- _TASK INSTRUCTIONS_: Each entry should be quoted word for word, including every mark of punctuation.

=== DATA EXCERPTS ===

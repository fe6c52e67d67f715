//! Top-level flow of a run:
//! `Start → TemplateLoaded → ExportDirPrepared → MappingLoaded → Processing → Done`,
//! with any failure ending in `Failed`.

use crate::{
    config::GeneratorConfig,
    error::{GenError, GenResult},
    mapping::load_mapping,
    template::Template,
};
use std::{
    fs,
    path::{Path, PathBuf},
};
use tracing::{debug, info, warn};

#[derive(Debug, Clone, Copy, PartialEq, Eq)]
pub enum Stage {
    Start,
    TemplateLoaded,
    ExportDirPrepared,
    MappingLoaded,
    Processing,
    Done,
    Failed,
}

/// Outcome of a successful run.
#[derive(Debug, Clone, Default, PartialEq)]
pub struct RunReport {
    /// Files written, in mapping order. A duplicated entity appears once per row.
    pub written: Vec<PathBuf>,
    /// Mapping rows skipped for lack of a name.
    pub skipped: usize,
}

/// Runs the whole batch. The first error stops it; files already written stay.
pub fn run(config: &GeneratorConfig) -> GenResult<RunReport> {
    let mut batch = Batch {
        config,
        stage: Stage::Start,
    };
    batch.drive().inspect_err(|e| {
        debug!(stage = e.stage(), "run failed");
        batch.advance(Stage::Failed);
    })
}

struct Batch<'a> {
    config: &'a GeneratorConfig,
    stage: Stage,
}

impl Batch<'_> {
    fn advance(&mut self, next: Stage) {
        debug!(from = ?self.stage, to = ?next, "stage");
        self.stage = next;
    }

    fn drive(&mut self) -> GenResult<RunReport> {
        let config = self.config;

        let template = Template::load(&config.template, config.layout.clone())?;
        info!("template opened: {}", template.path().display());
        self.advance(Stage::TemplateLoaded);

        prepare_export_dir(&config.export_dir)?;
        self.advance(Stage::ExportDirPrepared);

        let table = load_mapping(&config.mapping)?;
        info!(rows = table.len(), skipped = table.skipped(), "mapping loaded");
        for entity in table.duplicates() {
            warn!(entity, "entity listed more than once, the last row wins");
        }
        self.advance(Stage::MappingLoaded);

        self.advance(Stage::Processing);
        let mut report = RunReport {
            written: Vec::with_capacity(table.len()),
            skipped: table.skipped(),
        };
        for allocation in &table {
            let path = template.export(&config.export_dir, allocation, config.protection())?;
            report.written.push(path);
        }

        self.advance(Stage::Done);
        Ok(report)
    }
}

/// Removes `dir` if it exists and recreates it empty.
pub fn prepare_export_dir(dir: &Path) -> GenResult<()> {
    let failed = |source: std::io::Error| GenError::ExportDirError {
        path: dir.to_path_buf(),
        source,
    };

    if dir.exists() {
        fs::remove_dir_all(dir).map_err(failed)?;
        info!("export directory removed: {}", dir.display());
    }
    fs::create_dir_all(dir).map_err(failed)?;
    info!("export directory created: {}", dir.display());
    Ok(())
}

===

- _ANSWER SECTION_:
repository fe6c52e67d67f715
//! Top-level flow of a run:
//! `Start → TemplateLoaded → ExportDirPrepared → MappingLoaded → Processing → Done`,
//! with any failure ending in `Failed`.

use crate::{
    config::GeneratorConfig,
    error::{GenError, GenResult},
    mapping::load_mapping,
    template::Template,
};
use std::{
    fs,
    path::{Path, PathBuf},
};
use tracing::{debug, info, warn};

#[derive(Debug, Clone, Copy, PartialEq, Eq)]
pub enum Stage {
    Start,
    TemplateLoaded,
    ExportDirPrepared,
    MappingLoaded,
    Processing,
    Done,
    Failed,
}

/// Outcome of a successful run.
#[derive(Debug, Clone, Default, PartialEq)]
pub struct RunReport {
    /// Files written, in mapping order. A duplicated entity appears once per row.
    pub written: Vec<PathBuf>,
    /// Mapping rows skipped for lack of a name.
    pub skipped: usize,
}

/// Runs the whole batch. The first error stops it; files already written stay.
pub fn run(config: &GeneratorConfig) -> GenResult<RunReport> {
    let mut batch = Batch {
        config,
        stage: Stage::Start,
    };
    batch.drive().inspect_err(|e| {
        debug!(stage = e.stage(), "run failed");
        batch.advance(Stage::Failed);
    })
}

struct Batch<'a> {
    config: &'a GeneratorConfig,
    stage: Stage,
}

impl Batch<'_> {
    fn advance(&mut self, next: Stage) {
        debug!(from = ?self.stage, to = ?next, "stage");
        self.stage = next;
    }

    fn drive(&mut self) -> GenResult<RunReport> {
        let config = self.config;

        let template = Template::load(&config.template, config.layout.clone())?;
        info!("template opened: {}", template.path().display());
        self.advance(Stage::TemplateLoaded);

        prepare_export_dir(&config.export_dir)?;
        self.advance(Stage::ExportDirPrepared);

        let table = load_mapping(&config.mapping)?;
        info!(rows = table.len(), skipped = table.skipped(), "mapping loaded");
        for entity in table.duplicates() {
            warn!(entity, "entity listed more than once, the last row wins");
        }
        self.advance(Stage::MappingLoaded);

        self.advance(Stage::Processing);
        let mut report = RunReport {
            written: Vec::with_capacity(table.len()),
            skipped: table.skipped(),
        };
        for allocation in &table {
            let path = template.export(&config.export_dir, allocation, config.protection())?;
            report.written.push(path);
        }

        self.advance(Stage::Done);
        Ok(report)
    }
}

/// Removes `dir` if it exists and recreates it empty.
pub fn prepare_export_dir(dir: &Path) -> GenResult<()> {
    let failed = |source: std::io::Error| GenError::ExportDirError {
        path: dir.to_path_buf(),
        source,
    };

    if dir.exists() {
        fs::remove_dir_all(dir).map_err(failed)?;
        info!("export directory removed: {}", dir.display());
    }
    fs::create_dir_all(dir).map_err(failed)?;
    info!("export directory created: {}", dir.display());
    Ok(())
}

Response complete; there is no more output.